Читаем Воспоминания о людях моего времени полностью

Для нас все это было весьма замечательно, но суховато, внутренне холодновато. Версаль Версалем, но по-настоящему сердца наши раскрылись несколько позже, в блаженной майской Флоренции.

В этом Версале провели мы с Бенуа чуть не целый день, светлый и веселый, видением молодости, артистизма остался он в душе. Завтракали там же, что-то скромное, чуть ли не в cremerie. Помню удивительные цветущие глицинии, нежного голубовато-лилового оттенка, где-то у Трианона. Помню оживленное, почти восторженное лицо Александра Николаевича, показывавшеro нам Версаль как свое имение, где он знает и любит каждый закоулок, каждый гвоздь.

Через несколько дней он уехал с Протопоповым в Испанию, а мы с женой во Флоренцию.

***

Годы шли. «Шиповник» расцветал. Кроме альманахов, беллетристики, задумали они издание фундаментальное: «Историю живописи всех времен и народов» Александра Бенуа. Охват огромный — с древнейших эпох до нас. Выходило отдельными тетрадями, на отличной бумаге, со множеством воспроизведений.

Мне присылали эти тетради, из них слагались томы.

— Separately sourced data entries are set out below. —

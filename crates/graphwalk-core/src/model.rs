//! Graph snapshot data model.
//!
//! # Overview
//!
//! A [`GraphSnapshot`] is the set of all [`Node`]s and [`Edge`]s at a point in
//! time. The engine receives it by reference on every call and never retains
//! or mutates it. Display attributes on nodes (label, position, color) travel
//! with the snapshot but are not interpreted by any algorithm.
//!
//! ## Node identifiers
//!
//! Callers assign ids. The JSON form accepts either integers or strings, so
//! [`NodeId`] is an untagged enum over both. Engine operations are generic
//! over any [`NodeKey`], which lets embedders plug in their own id type.
//!
//! ## Editing rules
//!
//! The engine tolerates self-loops, duplicate edges and dangling references.
//! Rejecting them is the caller's job; [`GraphSnapshot::add_edge`] implements
//! those caller-side rules for the CLI and tests.

#![allow(clippy::module_name_repetitions)]

use std::collections::HashSet;
use std::fmt;
use std::hash::Hash;
use std::io::Read;
use std::str::FromStr;

use serde::{Deserialize, Serialize};
use tracing::debug;

use crate::error::GraphError;

// ---------------------------------------------------------------------------
// Identifiers
// ---------------------------------------------------------------------------

/// Any type usable as a node identifier by the engine.
pub trait NodeKey: Clone + Eq + Hash {}

impl<T: Clone + Eq + Hash> NodeKey for T {}

/// A caller-assigned node identifier: an integer or a string.
#[derive(Debug, Clone, PartialEq, Eq, Hash, PartialOrd, Ord, Serialize, Deserialize)]
#[serde(untagged)]
pub enum NodeId {
    /// Integer id, as produced by the editor's id counter.
    Int(i64),
    /// Free-form string id.
    Name(String),
}

impl fmt::Display for NodeId {
    fn fmt(&self, f: &mut fmt::Formatter<'_>) -> fmt::Result {
        match self {
            Self::Int(n) => write!(f, "{n}"),
            Self::Name(s) => f.write_str(s),
        }
    }
}

impl From<i64> for NodeId {
    fn from(value: i64) -> Self {
        Self::Int(value)
    }
}

impl From<&str> for NodeId {
    fn from(value: &str) -> Self {
        Self::Name(value.to_string())
    }
}

impl From<String> for NodeId {
    fn from(value: String) -> Self {
        Self::Name(value)
    }
}

impl FromStr for NodeId {
    type Err = std::convert::Infallible;

    /// Integers parse as [`NodeId::Int`]; anything else becomes a name.
    fn from_str(s: &str) -> Result<Self, Self::Err> {
        Ok(s.trim()
            .parse::<i64>()
            .map_or_else(|_| Self::Name(s.to_string()), Self::Int))
    }
}

// ---------------------------------------------------------------------------
// Node / Edge
// ---------------------------------------------------------------------------

/// A graph node with opaque display attributes.
#[derive(Debug, Clone, PartialEq, Serialize, Deserialize)]
pub struct Node<K = NodeId> {
    /// Unique, stable identifier.
    pub id: K,
    /// Display label. Defaults to the id when rendered.
    #[serde(default, skip_serializing_if = "Option::is_none")]
    pub label: Option<String>,
    /// Canvas x position.
    #[serde(default)]
    pub x: f64,
    /// Canvas y position.
    #[serde(default)]
    pub y: f64,
    /// Fill color assigned from the component palette.
    #[serde(default, skip_serializing_if = "Option::is_none")]
    pub color: Option<String>,
}

impl<K> Node<K> {
    /// A node with no display attributes.
    pub const fn new(id: K) -> Self {
        Self {
            id,
            label: None,
            x: 0.0,
            y: 0.0,
            color: None,
        }
    }

    /// Builder-style position setter.
    #[must_use]
    pub const fn at(mut self, x: f64, y: f64) -> Self {
        self.x = x;
        self.y = y;
        self
    }

    /// Builder-style label setter.
    #[must_use]
    pub fn with_label(mut self, label: impl Into<String>) -> Self {
        self.label = Some(label.into());
        self
    }
}

/// An edge between two nodes.
///
/// `source`/`target` also accept the editor's `from`/`to` field names.
#[derive(Debug, Clone, PartialEq, Eq, Serialize, Deserialize)]
pub struct Edge<K = NodeId> {
    /// Edge identifier (e.g. `"e3"`). Not interpreted by the engine.
    #[serde(default)]
    pub id: String,
    /// Node the edge starts from.
    #[serde(alias = "from")]
    pub source: K,
    /// Node the edge points to.
    #[serde(alias = "to")]
    pub target: K,
    /// Per-edge directedness, graph-global in practice.
    #[serde(default)]
    pub directed: bool,
}

impl<K> Edge<K> {
    /// An undirected edge with an empty id.
    pub const fn new(source: K, target: K) -> Self {
        Self {
            id: String::new(),
            source,
            target,
            directed: false,
        }
    }

    /// Builder-style id setter.
    #[must_use]
    pub fn with_id(mut self, id: impl Into<String>) -> Self {
        self.id = id.into();
        self
    }
}

impl<K: PartialEq> Edge<K> {
    /// Returns `true` if this edge joins `a` and `b` in either direction.
    pub fn joins(&self, a: &K, b: &K) -> bool {
        (self.source == *a && self.target == *b) || (self.source == *b && self.target == *a)
    }

    /// Returns `true` if `id` is one of the endpoints.
    pub fn touches(&self, id: &K) -> bool {
        self.source == *id || self.target == *id
    }
}

// ---------------------------------------------------------------------------
// Algorithm
// ---------------------------------------------------------------------------

/// Traversal strategy, which also selects the frontier discipline.
#[derive(Debug, Clone, Copy, PartialEq, Eq, Hash, Default, Serialize, Deserialize)]
#[serde(rename_all = "lowercase")]
pub enum Algorithm {
    /// Breadth-first search: FIFO queue frontier.
    #[default]
    Bfs,
    /// Depth-first search: LIFO stack frontier.
    Dfs,
}

impl Algorithm {
    /// Upper-case display name (`"BFS"` / `"DFS"`).
    #[must_use]
    pub const fn name(self) -> &'static str {
        match self {
            Self::Bfs => "BFS",
            Self::Dfs => "DFS",
        }
    }

    /// Name of the open list this algorithm maintains.
    #[must_use]
    pub const fn frontier_name(self) -> &'static str {
        match self {
            Self::Bfs => "queue",
            Self::Dfs => "stack",
        }
    }
}

impl fmt::Display for Algorithm {
    fn fmt(&self, f: &mut fmt::Formatter<'_>) -> fmt::Result {
        f.write_str(self.name())
    }
}

impl FromStr for Algorithm {
    type Err = String;

    fn from_str(s: &str) -> Result<Self, Self::Err> {
        match s.trim().to_ascii_lowercase().as_str() {
            "bfs" => Ok(Self::Bfs),
            "dfs" => Ok(Self::Dfs),
            other => Err(format!("unknown algorithm '{other}' (expected bfs or dfs)")),
        }
    }
}

// ---------------------------------------------------------------------------
// GraphSnapshot
// ---------------------------------------------------------------------------

/// All nodes and edges of a graph at one point in time.
#[derive(Debug, Clone, Default, PartialEq, Serialize, Deserialize)]
pub struct GraphSnapshot {
    /// Nodes in caller order. Order drives component sweep order.
    #[serde(default)]
    pub nodes: Vec<Node>,
    /// Edges in insertion order. Order drives neighbor tie-breaking.
    #[serde(default)]
    pub edges: Vec<Edge>,
    /// Whether traversals follow edges only from source to target.
    #[serde(default)]
    pub directed: bool,
}

impl GraphSnapshot {
    /// An empty snapshot.
    #[must_use]
    pub const fn new(directed: bool) -> Self {
        Self {
            nodes: Vec::new(),
            edges: Vec::new(),
            directed,
        }
    }

    /// Decode a snapshot from JSON text.
    ///
    /// # Errors
    ///
    /// Returns [`GraphError::Decode`] if the text is not a valid snapshot.
    pub fn from_json_str(text: &str) -> Result<Self, GraphError> {
        Ok(serde_json::from_str(text)?)
    }

    /// Decode a snapshot from a reader (file or stdin).
    ///
    /// # Errors
    ///
    /// Returns [`GraphError::Io`] if reading fails, or [`GraphError::Decode`]
    /// if the content is not a valid snapshot.
    pub fn from_reader(mut reader: impl Read) -> Result<Self, GraphError> {
        let mut text = String::new();
        reader.read_to_string(&mut text)?;
        Self::from_json_str(&text)
    }

    /// Encode as pretty-printed JSON.
    ///
    /// # Errors
    ///
    /// Returns [`GraphError::Decode`] if serialization fails.
    pub fn to_json_pretty(&self) -> Result<String, GraphError> {
        Ok(serde_json::to_string_pretty(self)?)
    }

    /// Returns `true` if a node with `id` exists.
    #[must_use]
    pub fn contains_node(&self, id: &NodeId) -> bool {
        self.nodes.iter().any(|n| n.id == *id)
    }

    /// Look up a node by id.
    #[must_use]
    pub fn node(&self, id: &NodeId) -> Option<&Node> {
        self.nodes.iter().find(|n| n.id == *id)
    }

    /// Iterate node ids in caller order.
    pub fn node_ids(&self) -> impl Iterator<Item = &NodeId> {
        self.nodes.iter().map(|n| &n.id)
    }

    /// Add a node at `(x, y)` with the next free integer id.
    ///
    /// The id is one more than the largest integer id present (1 for a graph
    /// without integer ids); the label is the id. When the largest id is
    /// `i64::MAX` the smallest unused positive id is taken instead.
    pub fn add_node(&mut self, x: f64, y: f64) -> NodeId {
        let taken: HashSet<i64> = self
            .nodes
            .iter()
            .filter_map(|n| match n.id {
                NodeId::Int(i) => Some(i),
                NodeId::Name(_) => None,
            })
            .collect();
        let next = match taken.iter().max() {
            None => 1,
            Some(max) => max.checked_add(1).unwrap_or_else(|| {
                // At most `taken.len()` ids are used, so one of 1..=len+1 is free.
                (1..=i64::MAX).find(|id| !taken.contains(id)).unwrap_or_default()
            }),
        };

        let id = NodeId::Int(next);
        self.nodes
            .push(Node::new(id.clone()).at(x, y).with_label(next.to_string()));
        debug!(node = %id, "node added");
        id
    }

    /// Add an edge between two existing nodes and return its id.
    ///
    /// # Errors
    ///
    /// - [`GraphError::UnknownNode`] if either endpoint is missing.
    /// - [`GraphError::SelfLoop`] if `source == target`.
    /// - [`GraphError::DuplicateEdge`] if the pair is already joined in either
    ///   direction.
    pub fn add_edge(&mut self, source: NodeId, target: NodeId) -> Result<String, GraphError> {
        for id in [&source, &target] {
            if !self.contains_node(id) {
                return Err(GraphError::UnknownNode(id.clone()));
            }
        }
        if source == target {
            return Err(GraphError::SelfLoop(source));
        }
        if self.edges.iter().any(|e| e.joins(&source, &target)) {
            return Err(GraphError::DuplicateEdge {
                from: source,
                to: target,
            });
        }

        let id = format!("e{}", self.next_edge_number());
        debug!(edge = %id, %source, %target, "edge added");
        self.edges.push(Edge {
            id: id.clone(),
            source,
            target,
            directed: self.directed,
        });
        Ok(id)
    }

    /// Remove a node together with every incident edge.
    ///
    /// # Errors
    ///
    /// Returns [`GraphError::UnknownNode`] if the node does not exist.
    pub fn remove_node(&mut self, id: &NodeId) -> Result<Node, GraphError> {
        let pos = self
            .nodes
            .iter()
            .position(|n| n.id == *id)
            .ok_or_else(|| GraphError::UnknownNode(id.clone()))?;

        let before = self.edges.len();
        self.edges.retain(|e| !e.touches(id));
        debug!(node = %id, dropped_edges = before - self.edges.len(), "node removed");
        Ok(self.nodes.remove(pos))
    }

    /// Remove an edge by id.
    ///
    /// # Errors
    ///
    /// Returns [`GraphError::UnknownEdge`] if no edge has this id.
    pub fn remove_edge(&mut self, edge_id: &str) -> Result<Edge, GraphError> {
        let pos = self
            .edges
            .iter()
            .position(|e| e.id == edge_id)
            .ok_or_else(|| GraphError::UnknownEdge(edge_id.to_string()))?;
        Ok(self.edges.remove(pos))
    }

    /// Drop all nodes and edges, keeping the directedness flag.
    pub fn clear(&mut self) {
        self.nodes.clear();
        self.edges.clear();
    }

    fn next_edge_number(&self) -> u64 {
        self.edges
            .iter()
            .filter_map(|e| e.id.strip_prefix('e')?.parse::<u64>().ok())
            .max()
            .map_or(1, |max| max.saturating_add(1))
    }
}

// ---------------------------------------------------------------------------
// Tests
// ---------------------------------------------------------------------------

Ученичество мое продолжалось, и, как тогда, в Париже и Версале, проводником, наставником оказался Александр Бенуа. Но теперь вел не по Версалю, а по всему миру. Удивительны мне казались познания этого человека. И древность восточная, и Греция, и итальянский Ренессанс, и фламандцы, и французский ХVIII век. Притом — как это рассказано, до чего живо и своеобразно! «Вот я это вижу и рассказываю так, как вижу и чувствую, именно я, Александр Бенуа, и вы можете соглашаться со мной или не соглашаться, но так я вижу и так пишу, как мне нравится».

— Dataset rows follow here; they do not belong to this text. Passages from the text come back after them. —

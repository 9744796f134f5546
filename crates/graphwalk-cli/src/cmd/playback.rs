//! `gw playback`: every step of a traversal with its visited prefix and frontier.

use std::io::{self, Write};
use std::thread;

use anyhow::Result;
use clap::Args;
use graphwalk_core::{Algorithm, NodeId, Playback, PlaybackSpeed, traverse};
use serde::Serialize;
use tracing::info;

use super::{CommandContext, LoadedGraph};
use crate::output::{OutputMode, join, pretty_kv, pretty_section, render_mode};

#[derive(Args, Debug, Default)]
pub struct PlaybackArgs {
    /// Traversal kind; defaults to `[traversal] algorithm` from `.graphwalk.toml`.
    #[arg(short, long)]
    pub algorithm: Option<Algorithm>,

    /// Start node id.
    #[arg(short, long, value_parser = super::parse_node_id)]
    pub start: Option<NodeId>,

    /// Step interval preset (0.5x, 1x, 2x, 4x) or milliseconds.
    #[arg(long)]
    pub speed: Option<PlaybackSpeed>,

    /// Print steps as they happen, waiting one interval between them.
    #[arg(long)]
    pub live: bool,
}

#[derive(Debug, Clone, Serialize)]
pub struct PlaybackFrame {
    pub step: usize,
    pub current: Option<NodeId>,
    pub visited: Vec<NodeId>,
    pub frontier: Vec<NodeId>,
    pub progress: f64,
}

#[derive(Debug, Serialize)]
pub struct PlaybackReport {
    pub algorithm: Algorithm,
    pub structure: &'static str,
    pub speed: PlaybackSpeed,
    pub interval_ms: u128,
    pub frames: Vec<PlaybackFrame>,
}

fn frame(playback: &Playback<NodeId>, graph: &LoadedGraph) -> PlaybackFrame {
    let g = &graph.snapshot;
    PlaybackFrame {
        step: playback.step(),
        current: playback.current().cloned(),
        visited: playback.visited().to_vec(),
        frontier: playback.frontier(&g.nodes, &g.edges, graph.directed),
        progress: playback.progress(),
    }
}

/// Runs the cursor from step 0 to the end, one frame per tick.
pub fn run_playback(args: &PlaybackArgs, ctx: &CommandContext) -> Result<()> {
    let graph = ctx.load_graph()?;
    let g = &graph.snapshot;
    let algorithm = args.algorithm.unwrap_or(ctx.config.traversal.algorithm);
    let speed = args.speed.unwrap_or(ctx.config.playback.speed);

    let order = traverse(algorithm, &g.nodes, &g.edges, args.start.as_ref(), graph.directed);
    let mut playback = Playback::new(order, algorithm).with_speed(speed);
    info!(steps = playback.total_steps(), %speed, live = args.live, "starting playback");

    let mut frames = vec![frame(&playback, &graph)];
    if args.live {
        write_live(ctx.output, &frames[0])?;
    }
    while playback.tick() {
        if args.live {
            thread::sleep(playback.speed().interval());
        }
        let next = frame(&playback, &graph);
        if args.live {
            write_live(ctx.output, &next)?;
        }
        frames.push(next);
    }

    if args.live {
        return Ok(());
    }

    let report = PlaybackReport {
        algorithm,
        structure: algorithm.frontier_name(),
        speed,
        interval_ms: speed.interval().as_millis(),
        frames,
    };
    render_report(ctx.output, &report)
}

/// One line per frame: JSON lines in JSON mode, text otherwise.
fn write_live(mode: OutputMode, frame: &PlaybackFrame) -> Result<()> {
    let stdout = io::stdout();
    let mut out = stdout.lock();
    if mode.is_json() {
        serde_json::to_writer(&mut out, frame)?;
        writeln!(out)?;
    } else {
        write_frame_line(&mut out, frame)?;
    }
    out.flush()?;
    Ok(())
}

fn write_frame_line(w: &mut dyn Write, f: &PlaybackFrame) -> io::Result<()> {
    writeln!(
        w,
        "{}\t{}\t{}\t{}",
        f.step,
        f.current.as_ref().map_or_else(|| "-".to_string(), ToString::to_string),
        join(&f.visited, " "),
        join(&f.frontier, " ")
    )
}

fn render_report(mode: OutputMode, report: &PlaybackReport) -> Result<()> {
    render_mode(
        mode,
        report,
        |r, w| {
            for f in &r.frames {
                write_frame_line(w, f)?;
            }
            Ok(())
        },
        |r, w| {
            pretty_section(w, &format!("{} playback", r.algorithm.name()))?;
            pretty_kv(w, "Speed", format!("{} ({} ms/step)", r.speed, r.interval_ms))?;
            pretty_kv(w, "Steps", r.frames.len().saturating_sub(1).to_string())?;
            writeln!(w)?;
            for f in &r.frames {
                writeln!(
                    w,
                    "[{:>3}] {:>5.1}%  visited: {:<28} {}: {}",
                    f.step,
                    f.progress * 100.0,
                    join(&f.visited, " "),
                    r.structure,
                    join(&f.frontier, " ")
                )?;
            }
            Ok(())
        },
    )
}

Я зачитывался этой «Историей живописи». Она, к сожалению, не была доведена до конца: подошла война, революция. Тут уже не до живописи.

Предвоенные мои годы связаны с Бенуа больше всего через эту «Историю». Она хранилась у меня в деревне, в том флигеле Притыкина, где была моя библиотека, рукописи, письма — от всего этого не осталось ныне и следа. Самого флигеля не существует — просто ровное место. «Возвратясь в свою комнату, взглянув на дорогие портреты, книги, с усмешкой скажешь, что, быть может, через тридцать лет твоим Пушкиным будут подтапливать печь, а страницы Данте и Соловьева уйдут на кручение цигарок», — так писал я обо всем этом еще в России, еще когда флигель существовал. Так все и вышло, только можно прибавить еще «Историю живописи» Бенуа. Тоже она погибла.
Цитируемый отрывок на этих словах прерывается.